We work according to a system created by Robert Owen in 1817, who proposed eight hours of labour, eight hours of recreation and eight hours of rest. His idea was initially derided by competitive entrepreneurs. In 1868, the eight-hour working day was introduced in the United States, but covered only federal employees, including officials. A genuine disruption came in 1914, when Henry Ford doubled the daily wage and reduced the factory shift to eight hours. Competitors opposed vehemently, but when it turned out that it had increased productivity and pushed profits up from $30 to $60 million rather than cause a disaster, other companies also changed their employment policies within two years.
Has really nothing changed over the past 200 years and should we still live according to the same rules?There are many arguments in favour and against remote work which has as many supporters as opponents. Research, however, clearly shows that combining in-office and home working is the way forward. Most companies are already implementing 2-3 work patterns with employees working two days at home and three days in the office, or the other way round. Some more progressive companies will allow for remote working only, without designating any fixed workplaces. Given these scenarios, there will be a growing number of office workers able to work anywhere who will demand workplace flexibility. Work is not born in a vacuum – consider the social and economic environment, for example. Home prices are rising throughout Poland. Few can afford to buy a flat in city centres enabling easy commutes to work. Just the opposite, more and more people live further away from where they work, which disrupts their daily eight-hour rhythm. Before March 2020, daily commutes to work and back home taking one hour each way were the norm for many who obviously could have used that time to read books, listen to podcasts or even respond to business e-mails.

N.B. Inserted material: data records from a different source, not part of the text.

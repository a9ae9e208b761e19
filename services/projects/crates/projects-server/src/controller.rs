//! Project resource controller.
//!
//! Maps each lifecycle call to a status code and JSON body. No project
//! state is stored; `start` and `stop` are accepted without effect.

use std::fmt;
use std::str::FromStr;

use axum::http::StatusCode;
use serde_json::{Value, json};

use crate::schema::SchemaValidator;

/// Status for requests that were accepted for processing.
pub const STATUS_PROCESSED: StatusCode = StatusCode::ACCEPTED;
/// Status for payloads or actions the controller rejects.
pub const STATUS_BAD_REQUEST: StatusCode = StatusCode::BAD_REQUEST;

const INVALID_PAYLOAD_MSG: &str = "Invalid project payload";
const INVALID_ACTION_MSG: &str = "Unsupported action, expected start or stop";

/// A controller answer: HTTP status plus JSON body.
pub type Reply = (StatusCode, Value);

/// Lifecycle actions accepted by `update`.
#[derive(Debug, Clone, Copy, PartialEq, Eq)]
pub enum ProjectAction {
    Start,
    Stop,
}

impl ProjectAction {
    pub const ALL: [ProjectAction; 2] = [ProjectAction::Start, ProjectAction::Stop];

    #[must_use]
    pub fn as_str(self) -> &'static str {
        match self {
            Self::Start => "start",
            Self::Stop => "stop",
        }
    }
}

impl fmt::Display for ProjectAction {
    fn fmt(&self, f: &mut fmt::Formatter<'_>) -> fmt::Result {
        f.write_str(self.as_str())
    }
}

impl FromStr for ProjectAction {
    type Err = ();

    fn from_str(s: &str) -> Result<Self, Self::Err> {
        Self::ALL.into_iter().find(|a| a.as_str() == s).ok_or(())
    }
}

pub struct ProjectsController {
    schema: SchemaValidator,
}

impl ProjectsController {
    #[must_use]
    pub fn new(schema: SchemaValidator) -> Self {
        Self { schema }
    }

    /// Validate a create request. The project is not persisted.
    #[must_use]
    pub fn create_project(&self, data: &Value) -> Reply {
        let valid = self.schema.validate_schema(data);
        if valid {
            tracing::info!(name = ?data.get("name"), "project accepted");
            return (STATUS_PROCESSED, json!({ "code": valid }));
        }
        (
            STATUS_BAD_REQUEST,
            json!({ "code": valid, "message": INVALID_PAYLOAD_MSG }),
        )
    }

    #[must_use]
    pub fn get_project(&self, name: &str) -> Reply {
        tracing::debug!(name, "project status requested");
        (
            StatusCode::OK,
            json!({ "status": "running", "error_message": "" }),
        )
    }

    /// Accept `start`/`stop`; anything else, or no action, is a bad request.
    #[must_use]
    pub fn update_project(&self, name: &str, action: Option<&str>) -> Reply {
        let Some(action) = action.and_then(|a| a.parse::<ProjectAction>().ok()) else {
            tracing::debug!(name, ?action, "unsupported project action");
            return (
                STATUS_BAD_REQUEST,
                json!({ "code": 0, "message": INVALID_ACTION_MSG }),
            );
        };
        // TODO: answer 404 once projects are persisted and `name` can be looked up.
        let status = Self::do_action(action);
        tracing::info!(name, %action, "project action accepted");
        (STATUS_PROCESSED, json!({ "status": status }))
    }

    #[must_use]
    pub fn delete_project(&self, name: &str) -> Reply {
        tracing::info!(name, "project delete accepted");
        (STATUS_PROCESSED, json!({}))
    }

    fn do_action(action: ProjectAction) -> u8 {
        match action {
            ProjectAction::Start | ProjectAction::Stop => 1,
        }
    }
}
//! Progress indicators using indicatif

#![allow(clippy::expect_used)] // Templates are compile-time constants

use std::time::Duration;

use indicatif::{ProgressBar, ProgressStyle};

/// Create a spinner for indeterminate progress.
///
/// # Panics
///
/// Panics if the spinner template string is invalid (it is a compile-time constant and will not panic).
#[must_use]
pub fn spinner(msg: &str) -> ProgressBar {
    let pb = ProgressBar::new_spinner();
    pb.set_style(
        ProgressStyle::default_spinner()
            .tick_strings(&["⠋", "⠙", "⠹", "⠸", "⠼", "⠴", "⠦", "⠧", "⠇", "⠏"])
            .template("{spinner:.cyan} {msg} {elapsed:.dim}")
            .expect("valid template"),
    );
    pb.set_message(msg.to_string());
    pb.enable_steady_tick(Duration::from_millis(80));
    pb
}

/// Finish a spinner with a checkmark on the left.
pub fn finish_ok(pb: &ProgressBar, msg: &str) {
    pb.set_style(
        ProgressStyle::default_spinner()
            .template("{prefix} {msg}")
            .expect("valid template"),
    );
    pb.set_prefix("✓");
    pb.finish_with_message(msg.to_string());
}

/// Finish a spinner with a cross on the left.
pub fn finish_error(pb: &ProgressBar, msg: &str) {
    pb.set_style(
        ProgressStyle::default_spinner()
            .template("{prefix} {msg}")
            .expect("valid template"),
    );
    pb.set_prefix("✗");
    pb.finish_with_message(msg.to_string());
}
//! Typed domain error enums.
//!
//! This module has zero imports from `crate::infra`, `crate::commands`,
//! `crate::application`, `tokio`, `std::fs`, `std::process`, or `std::net`.
//! All error types implement `thiserror::Error` and convert to `anyhow::Error`
//! via the `?` operator.

use thiserror::Error;

// ── Parameter errors ──────────────────────────────────────────────────────────

/// Errors raised while validating Terraform option overrides.
#[derive(Debug, Error)]
pub enum ParameterError {
    #[error("Invalid parameter type: {value} is {actual}, expected {expected}")]
    InvalidParameterType {
        value: String,
        actual: &'static str,
        expected: &'static str,
    },

    /// The value cannot be placed on a `sh -c` command line as rendered.
    #[error("Invalid parameter value for {name}: {value:?} {reason}")]
    UnsafeValue {
        name: String,
        value: String,
        reason: String,
    },
}

// ── Terraform errors ──────────────────────────────────────────────────────────

/// Errors raised after a Terraform command has run.
#[derive(Debug, Error)]
pub enum TerraformError {
    /// The command output did not contain the expected success phrase.
    #[error("Exception raised while {command}")]
    Provisioning { command: String },

    #[error("terraform output is not valid JSON: {0}")]
    OutputParse(#[from] serde_json::Error),
}

// ── Config errors ─────────────────────────────────────────────────────────────

/// Errors related to configuration key/value validation.
#[derive(Debug, Error)]
pub enum ConfigError {
    #[error("Unknown setting: {key}\n\nValid settings: {valid}")]
    UnknownKey { key: String, valid: String },

    #[error("Invalid value for {key}: {value}\n\n{reason}")]
    InvalidValue {
        key: String,
        value: String,
        reason: String,
    },
}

“This somewhat enforced remote work has demonstrated to sceptical companies that the world is not upended when employees work at home. They are often even more engaged or efficient. Commute times are important to many ordinary Polish people. So, let’s begin planning cities appropriately or implement a hybrid work model,” says Dominika Kowalska, Associate, Workplace Strategy, Office Department, Cushman & Wakefield.

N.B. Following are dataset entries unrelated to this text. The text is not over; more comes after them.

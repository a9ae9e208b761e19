//! JSON output helpers.
//!
//! Provides `JsonRenderer` and the error-object formatter used by all
//! `--json` code paths when a command fails.

use anyhow::{Context, Result};
use serde_json::json;

use crate::domain::config::DlabConfig;

/// Renders results as pretty-printed JSON on stdout.
pub struct JsonRenderer;

impl JsonRenderer {
    /// Render the CLI version.
    ///
    /// # Errors
    ///
    /// Returns an error if JSON serialization fails.
    pub fn render_version(&self, version: &str) -> Result<()> {
        print_pretty(&json!({ "version": version }))
    }

    /// Render the effective configuration and where it was loaded from.
    ///
    /// # Errors
    ///
    /// Returns an error if the config cannot be serialized.
    pub fn render_config(&self, config: &DlabConfig, path: &std::path::Path) -> Result<()> {
        let config = serde_json::to_value(config).context("cannot serialize config")?;
        print_pretty(&json!({ "path": path.display().to_string(), "config": config }))
    }

    /// Render the raw output of a Terraform command.
    ///
    /// # Errors
    ///
    /// Returns an error if JSON serialization fails.
    pub fn render_command_output(&self, command: &str, output: &str) -> Result<()> {
        print_pretty(&json!({ "command": command, "output": output }))
    }

    /// Render parsed `terraform output` values unchanged.
    ///
    /// # Errors
    ///
    /// Returns an error if JSON serialization fails.
    pub fn render_outputs(&self, outputs: &serde_json::Value) -> Result<()> {
        print_pretty(outputs)
    }
}

fn print_pretty(value: &serde_json::Value) -> Result<()> {
    let text = serde_json::to_string_pretty(value).context("JSON serialization failed")?;
    println!("{text}");
    Ok(())
}

/// Format a JSON error object.
///
/// Output (pretty-printed):
/// ```json
/// {
///   "error": true,
///   "message": "...",
///   "code": "..."
/// }
/// ```
///
/// # Errors
///
/// Returns an error if JSON serialization fails (should not happen in
/// practice: `serde_json` only fails on non-finite floats and maps with
/// non-string keys, neither of which appear here).
pub fn format_error(message: &str, code: &str) -> Result<String> {
    let obj = json!({
        "error": true,
        "message": message,
        "code": code,
    });
    serde_json::to_string_pretty(&obj).context("JSON serialization failed")
}

/// Stable error code for the `code` field of JSON error objects.
#[must_use]
pub fn error_code(err: &anyhow::Error) -> &'static str {
    use crate::domain::error::{ConfigError, ParameterError, TerraformError};

    if err.downcast_ref::<ParameterError>().is_some() {
        "invalid_parameter"
    } else if let Some(tf) = err.downcast_ref::<TerraformError>() {
        match tf {
            TerraformError::Provisioning { .. } => "provisioning_failed",
            TerraformError::OutputParse(_) => "invalid_output",
        }
    } else if err.downcast_ref::<ConfigError>().is_some() {
        "invalid_config"
    } else {
        "command_failed"
    }
}
//! Version command

use std::process::ExitCode;

use anyhow::Result;

use crate::app::AppContext;

/// Run the version command.
///
/// # Errors
///
/// Returns an error if JSON serialization fails.
pub fn run(app: &AppContext) -> Result<ExitCode> {
    app.renderer().render_version(env!("CARGO_PKG_VERSION"))?;
    Ok(ExitCode::SUCCESS)
}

Professionals and managers favour the office for meetings over homes or other places with online connectivity. According to respondents, face to face contacts are needed to create engagement, especially for team brainstorming (59%), external meetings with a potential client (57%) and in-company meetings (56%). For individual and creative work, home is preferred by 78% and 56% of survey respondents, respectively.
Redesign the office“Employers favour in-office over remote working, but to implement it – while keeping employees happy – they need to modify office space. 86% of professionals and managers expect offices to be more flexible and to enable employees to quickly change desks depending on the tasks they perform,” says Jan Szulborski, Senior Consultant, Consulting & Research, Cushman & Wakefield.
Flexible space is a challenge. It is a mixture of many technical and technological solutions, but, above all, it requires long-term planning towards multi-purpose spaces and solutions customised to every company and employee rather than offering a whole range of various spaces to choose from. An ideal office space should be easily adaptable to the changing environment and be suited to the specific preferences and working styles of all its users and teams in a company.